* **What is being asked**: Comb through the entries for "created" and pull out each line that holds it.
***** Excerpted records
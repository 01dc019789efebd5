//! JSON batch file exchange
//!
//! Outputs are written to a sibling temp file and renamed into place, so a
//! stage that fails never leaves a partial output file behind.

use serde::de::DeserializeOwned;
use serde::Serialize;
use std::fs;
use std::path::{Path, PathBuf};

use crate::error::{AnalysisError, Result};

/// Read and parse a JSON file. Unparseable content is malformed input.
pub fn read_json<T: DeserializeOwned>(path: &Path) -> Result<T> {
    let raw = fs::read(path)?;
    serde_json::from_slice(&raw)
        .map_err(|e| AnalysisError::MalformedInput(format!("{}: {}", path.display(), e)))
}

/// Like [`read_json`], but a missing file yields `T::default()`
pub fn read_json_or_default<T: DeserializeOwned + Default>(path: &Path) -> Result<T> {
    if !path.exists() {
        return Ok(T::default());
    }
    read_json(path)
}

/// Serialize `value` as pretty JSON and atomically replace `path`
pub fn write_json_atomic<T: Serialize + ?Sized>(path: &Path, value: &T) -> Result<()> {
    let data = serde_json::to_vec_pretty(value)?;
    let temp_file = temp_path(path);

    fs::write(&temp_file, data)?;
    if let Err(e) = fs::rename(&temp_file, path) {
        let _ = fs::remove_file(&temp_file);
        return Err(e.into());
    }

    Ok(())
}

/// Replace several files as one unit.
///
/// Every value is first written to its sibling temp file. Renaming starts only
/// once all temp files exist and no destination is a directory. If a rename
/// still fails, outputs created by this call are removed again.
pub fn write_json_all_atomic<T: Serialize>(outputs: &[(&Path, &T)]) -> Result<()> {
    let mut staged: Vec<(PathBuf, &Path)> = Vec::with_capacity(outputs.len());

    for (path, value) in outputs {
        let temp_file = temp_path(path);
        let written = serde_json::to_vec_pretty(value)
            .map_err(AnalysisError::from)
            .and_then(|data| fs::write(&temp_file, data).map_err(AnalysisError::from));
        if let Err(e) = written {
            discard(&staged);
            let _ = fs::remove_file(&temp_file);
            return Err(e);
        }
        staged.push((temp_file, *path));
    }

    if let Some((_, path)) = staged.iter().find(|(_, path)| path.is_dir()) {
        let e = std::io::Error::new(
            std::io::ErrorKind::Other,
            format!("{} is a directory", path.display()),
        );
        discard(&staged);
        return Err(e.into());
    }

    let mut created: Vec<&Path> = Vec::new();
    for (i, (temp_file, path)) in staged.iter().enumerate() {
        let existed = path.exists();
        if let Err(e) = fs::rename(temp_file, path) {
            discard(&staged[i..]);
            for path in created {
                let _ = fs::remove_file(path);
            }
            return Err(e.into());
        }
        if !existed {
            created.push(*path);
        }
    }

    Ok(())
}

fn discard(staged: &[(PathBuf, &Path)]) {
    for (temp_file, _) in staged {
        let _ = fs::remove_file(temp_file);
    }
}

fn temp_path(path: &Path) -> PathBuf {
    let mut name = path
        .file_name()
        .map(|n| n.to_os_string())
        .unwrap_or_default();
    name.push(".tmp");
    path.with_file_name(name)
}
**********
***** Excerpted records
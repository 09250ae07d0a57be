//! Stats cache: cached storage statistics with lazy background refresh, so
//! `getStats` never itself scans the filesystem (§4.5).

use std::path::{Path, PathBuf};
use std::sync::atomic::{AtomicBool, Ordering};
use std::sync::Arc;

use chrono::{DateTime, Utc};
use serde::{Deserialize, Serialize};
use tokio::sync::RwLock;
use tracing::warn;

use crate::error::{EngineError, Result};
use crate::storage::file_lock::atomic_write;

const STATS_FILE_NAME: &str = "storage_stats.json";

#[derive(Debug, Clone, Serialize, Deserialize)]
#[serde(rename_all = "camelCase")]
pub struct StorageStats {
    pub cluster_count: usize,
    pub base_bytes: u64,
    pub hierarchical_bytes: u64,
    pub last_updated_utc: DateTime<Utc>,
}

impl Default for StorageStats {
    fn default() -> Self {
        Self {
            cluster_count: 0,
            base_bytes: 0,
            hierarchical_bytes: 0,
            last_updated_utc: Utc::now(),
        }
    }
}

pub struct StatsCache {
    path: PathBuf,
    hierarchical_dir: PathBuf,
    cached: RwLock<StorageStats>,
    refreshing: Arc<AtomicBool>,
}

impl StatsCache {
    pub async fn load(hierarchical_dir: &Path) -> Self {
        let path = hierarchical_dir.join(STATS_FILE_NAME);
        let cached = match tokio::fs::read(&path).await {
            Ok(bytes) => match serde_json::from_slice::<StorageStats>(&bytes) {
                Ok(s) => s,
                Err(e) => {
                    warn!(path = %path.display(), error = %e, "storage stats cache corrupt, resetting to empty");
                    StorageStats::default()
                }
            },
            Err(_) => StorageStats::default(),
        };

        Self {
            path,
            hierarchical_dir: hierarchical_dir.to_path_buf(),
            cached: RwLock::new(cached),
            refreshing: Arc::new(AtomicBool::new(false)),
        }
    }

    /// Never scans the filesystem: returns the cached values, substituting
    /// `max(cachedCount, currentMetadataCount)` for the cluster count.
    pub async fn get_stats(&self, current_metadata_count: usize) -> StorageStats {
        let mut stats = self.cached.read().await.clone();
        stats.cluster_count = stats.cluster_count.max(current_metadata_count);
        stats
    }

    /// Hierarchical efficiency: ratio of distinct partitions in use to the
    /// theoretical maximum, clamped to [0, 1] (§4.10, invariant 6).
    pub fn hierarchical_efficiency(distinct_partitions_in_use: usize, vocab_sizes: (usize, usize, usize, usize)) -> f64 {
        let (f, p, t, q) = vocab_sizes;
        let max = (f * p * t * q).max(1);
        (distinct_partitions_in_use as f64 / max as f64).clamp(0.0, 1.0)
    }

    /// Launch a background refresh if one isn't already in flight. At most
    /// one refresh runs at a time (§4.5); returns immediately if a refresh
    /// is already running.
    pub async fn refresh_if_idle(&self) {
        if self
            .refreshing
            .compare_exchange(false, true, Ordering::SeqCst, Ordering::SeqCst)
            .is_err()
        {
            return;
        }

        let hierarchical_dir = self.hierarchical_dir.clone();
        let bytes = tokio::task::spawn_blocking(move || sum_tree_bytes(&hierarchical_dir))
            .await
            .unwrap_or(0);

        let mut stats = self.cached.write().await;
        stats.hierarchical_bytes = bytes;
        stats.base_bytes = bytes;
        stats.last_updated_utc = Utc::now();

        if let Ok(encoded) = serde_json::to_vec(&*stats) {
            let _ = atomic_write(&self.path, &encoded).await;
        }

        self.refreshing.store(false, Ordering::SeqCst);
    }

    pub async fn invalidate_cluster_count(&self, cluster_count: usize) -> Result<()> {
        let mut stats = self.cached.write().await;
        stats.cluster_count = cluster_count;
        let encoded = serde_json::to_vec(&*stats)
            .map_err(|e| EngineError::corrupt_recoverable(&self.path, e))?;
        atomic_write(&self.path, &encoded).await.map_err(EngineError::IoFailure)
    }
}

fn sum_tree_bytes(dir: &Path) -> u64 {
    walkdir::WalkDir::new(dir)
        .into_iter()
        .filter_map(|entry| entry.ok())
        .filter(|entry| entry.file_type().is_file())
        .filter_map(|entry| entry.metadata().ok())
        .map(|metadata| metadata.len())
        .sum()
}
**********
* **Reply to the task**:
/// still fails, outputs created by this call are removed again.
    let mut created: Vec<&Path> = Vec::new();
            for path in created {
            created.push(*path);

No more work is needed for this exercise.